* TASK REQUIREMENTS
How many of the lines below include the word "bool"? Only the number should be given.

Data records
######

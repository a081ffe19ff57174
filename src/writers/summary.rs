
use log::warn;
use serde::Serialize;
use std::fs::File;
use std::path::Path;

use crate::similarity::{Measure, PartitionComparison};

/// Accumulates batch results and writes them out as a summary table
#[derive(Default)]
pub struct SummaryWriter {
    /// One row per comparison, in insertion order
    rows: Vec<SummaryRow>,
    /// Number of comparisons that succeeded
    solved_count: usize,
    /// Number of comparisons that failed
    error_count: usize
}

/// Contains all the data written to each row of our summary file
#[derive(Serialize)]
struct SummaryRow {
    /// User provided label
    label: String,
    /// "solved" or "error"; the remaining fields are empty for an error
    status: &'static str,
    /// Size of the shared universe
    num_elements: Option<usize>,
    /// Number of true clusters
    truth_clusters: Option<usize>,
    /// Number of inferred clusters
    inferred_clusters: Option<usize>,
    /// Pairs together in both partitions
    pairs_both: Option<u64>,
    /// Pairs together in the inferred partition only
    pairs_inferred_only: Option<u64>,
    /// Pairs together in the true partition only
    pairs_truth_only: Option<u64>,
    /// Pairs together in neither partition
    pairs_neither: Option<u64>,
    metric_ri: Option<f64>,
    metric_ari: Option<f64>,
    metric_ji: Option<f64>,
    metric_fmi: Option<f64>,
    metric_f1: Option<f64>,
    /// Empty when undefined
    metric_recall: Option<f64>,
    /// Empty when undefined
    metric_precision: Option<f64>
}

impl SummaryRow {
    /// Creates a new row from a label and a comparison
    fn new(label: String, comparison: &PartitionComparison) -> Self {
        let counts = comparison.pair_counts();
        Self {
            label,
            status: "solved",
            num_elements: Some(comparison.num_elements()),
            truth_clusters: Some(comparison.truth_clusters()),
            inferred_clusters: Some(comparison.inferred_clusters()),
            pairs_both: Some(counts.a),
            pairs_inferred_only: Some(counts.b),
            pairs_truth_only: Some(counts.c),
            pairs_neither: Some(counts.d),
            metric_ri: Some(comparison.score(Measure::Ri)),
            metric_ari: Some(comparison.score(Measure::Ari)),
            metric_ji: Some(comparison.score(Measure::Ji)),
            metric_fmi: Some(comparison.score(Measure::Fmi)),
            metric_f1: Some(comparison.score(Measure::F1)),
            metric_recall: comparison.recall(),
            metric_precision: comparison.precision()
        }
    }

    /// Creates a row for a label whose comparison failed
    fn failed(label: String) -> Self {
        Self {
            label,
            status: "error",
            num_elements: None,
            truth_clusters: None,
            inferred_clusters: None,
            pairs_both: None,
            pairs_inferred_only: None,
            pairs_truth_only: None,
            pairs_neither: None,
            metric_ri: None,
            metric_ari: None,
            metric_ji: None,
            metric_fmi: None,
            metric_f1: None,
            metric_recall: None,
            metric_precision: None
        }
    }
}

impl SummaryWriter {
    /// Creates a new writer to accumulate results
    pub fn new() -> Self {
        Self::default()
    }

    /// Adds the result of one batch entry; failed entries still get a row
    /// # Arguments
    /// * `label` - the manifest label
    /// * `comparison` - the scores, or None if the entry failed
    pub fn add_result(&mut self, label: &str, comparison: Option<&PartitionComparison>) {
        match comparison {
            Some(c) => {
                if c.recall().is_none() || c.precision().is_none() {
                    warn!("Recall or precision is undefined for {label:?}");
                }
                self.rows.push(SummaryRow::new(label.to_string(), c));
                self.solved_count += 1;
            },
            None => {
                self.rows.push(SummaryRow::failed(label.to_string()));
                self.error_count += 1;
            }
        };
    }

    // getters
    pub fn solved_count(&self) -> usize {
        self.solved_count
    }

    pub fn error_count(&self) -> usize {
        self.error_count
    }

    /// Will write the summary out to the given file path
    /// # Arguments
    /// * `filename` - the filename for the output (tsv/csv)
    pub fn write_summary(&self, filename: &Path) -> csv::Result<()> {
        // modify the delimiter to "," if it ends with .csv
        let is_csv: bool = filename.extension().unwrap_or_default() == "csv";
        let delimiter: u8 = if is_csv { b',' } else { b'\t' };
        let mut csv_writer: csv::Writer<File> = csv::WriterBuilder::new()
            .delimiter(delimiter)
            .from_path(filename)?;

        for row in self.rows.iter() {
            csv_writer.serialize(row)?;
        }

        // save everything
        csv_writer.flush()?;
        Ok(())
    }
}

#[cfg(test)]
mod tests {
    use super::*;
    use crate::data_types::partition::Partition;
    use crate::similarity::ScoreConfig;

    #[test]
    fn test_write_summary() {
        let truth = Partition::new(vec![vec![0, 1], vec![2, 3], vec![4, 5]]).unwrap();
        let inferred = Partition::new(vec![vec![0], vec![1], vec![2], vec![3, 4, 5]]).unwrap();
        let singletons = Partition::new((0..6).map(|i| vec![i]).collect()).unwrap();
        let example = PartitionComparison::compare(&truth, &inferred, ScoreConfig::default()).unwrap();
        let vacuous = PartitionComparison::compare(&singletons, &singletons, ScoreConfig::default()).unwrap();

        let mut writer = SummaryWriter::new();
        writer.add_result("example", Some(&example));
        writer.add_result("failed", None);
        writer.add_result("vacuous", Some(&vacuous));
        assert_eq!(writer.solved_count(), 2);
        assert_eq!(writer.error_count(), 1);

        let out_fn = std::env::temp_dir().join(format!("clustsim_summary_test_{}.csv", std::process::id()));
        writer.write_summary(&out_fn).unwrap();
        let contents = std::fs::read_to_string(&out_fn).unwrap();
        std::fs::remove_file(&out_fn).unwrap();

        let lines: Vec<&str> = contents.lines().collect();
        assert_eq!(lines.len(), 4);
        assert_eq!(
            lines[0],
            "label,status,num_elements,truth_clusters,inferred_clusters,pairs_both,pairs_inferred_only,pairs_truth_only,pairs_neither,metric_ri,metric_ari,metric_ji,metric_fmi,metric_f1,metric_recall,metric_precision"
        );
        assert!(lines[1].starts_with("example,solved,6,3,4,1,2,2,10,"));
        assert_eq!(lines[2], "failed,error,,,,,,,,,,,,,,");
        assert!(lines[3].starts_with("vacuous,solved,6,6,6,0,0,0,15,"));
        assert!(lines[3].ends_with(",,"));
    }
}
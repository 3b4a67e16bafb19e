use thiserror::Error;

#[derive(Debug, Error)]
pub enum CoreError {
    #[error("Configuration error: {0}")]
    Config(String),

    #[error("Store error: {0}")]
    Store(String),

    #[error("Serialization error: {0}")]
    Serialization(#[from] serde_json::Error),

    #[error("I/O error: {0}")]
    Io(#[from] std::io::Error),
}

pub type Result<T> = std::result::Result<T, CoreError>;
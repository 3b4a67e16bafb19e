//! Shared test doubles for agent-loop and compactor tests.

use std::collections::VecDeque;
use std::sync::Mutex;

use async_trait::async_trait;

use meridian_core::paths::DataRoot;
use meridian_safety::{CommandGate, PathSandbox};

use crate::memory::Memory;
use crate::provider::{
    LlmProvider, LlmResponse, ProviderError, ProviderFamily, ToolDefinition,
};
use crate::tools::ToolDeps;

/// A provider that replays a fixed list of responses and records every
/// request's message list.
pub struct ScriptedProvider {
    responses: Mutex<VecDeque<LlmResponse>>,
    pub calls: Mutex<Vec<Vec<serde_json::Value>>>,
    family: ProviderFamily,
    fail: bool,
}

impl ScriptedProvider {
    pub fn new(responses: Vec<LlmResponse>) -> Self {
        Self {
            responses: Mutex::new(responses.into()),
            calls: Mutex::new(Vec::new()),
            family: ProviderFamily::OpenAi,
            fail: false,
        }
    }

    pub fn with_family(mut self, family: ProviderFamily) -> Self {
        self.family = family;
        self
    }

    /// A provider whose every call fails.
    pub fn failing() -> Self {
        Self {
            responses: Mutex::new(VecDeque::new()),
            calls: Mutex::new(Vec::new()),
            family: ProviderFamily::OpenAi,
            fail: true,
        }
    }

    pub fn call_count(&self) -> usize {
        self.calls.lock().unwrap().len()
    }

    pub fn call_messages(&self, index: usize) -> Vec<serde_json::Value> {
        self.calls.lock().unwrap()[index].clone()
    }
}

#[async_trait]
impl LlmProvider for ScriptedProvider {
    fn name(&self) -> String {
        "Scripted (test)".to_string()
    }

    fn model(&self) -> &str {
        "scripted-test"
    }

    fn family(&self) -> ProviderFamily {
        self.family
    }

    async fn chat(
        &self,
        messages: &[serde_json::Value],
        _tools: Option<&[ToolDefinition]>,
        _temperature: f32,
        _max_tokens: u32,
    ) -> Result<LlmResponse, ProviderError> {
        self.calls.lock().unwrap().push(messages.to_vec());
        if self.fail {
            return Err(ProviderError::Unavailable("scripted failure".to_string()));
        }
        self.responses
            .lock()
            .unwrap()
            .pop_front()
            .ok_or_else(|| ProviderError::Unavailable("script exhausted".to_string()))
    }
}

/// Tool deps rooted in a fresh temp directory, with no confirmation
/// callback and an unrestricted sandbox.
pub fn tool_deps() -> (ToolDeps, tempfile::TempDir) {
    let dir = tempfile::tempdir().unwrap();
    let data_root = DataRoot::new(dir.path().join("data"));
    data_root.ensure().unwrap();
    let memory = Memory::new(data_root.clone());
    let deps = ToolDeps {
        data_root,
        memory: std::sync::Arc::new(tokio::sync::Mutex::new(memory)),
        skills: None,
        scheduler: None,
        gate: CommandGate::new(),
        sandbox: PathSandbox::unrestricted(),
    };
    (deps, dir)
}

######

* ANSWER SECTION
2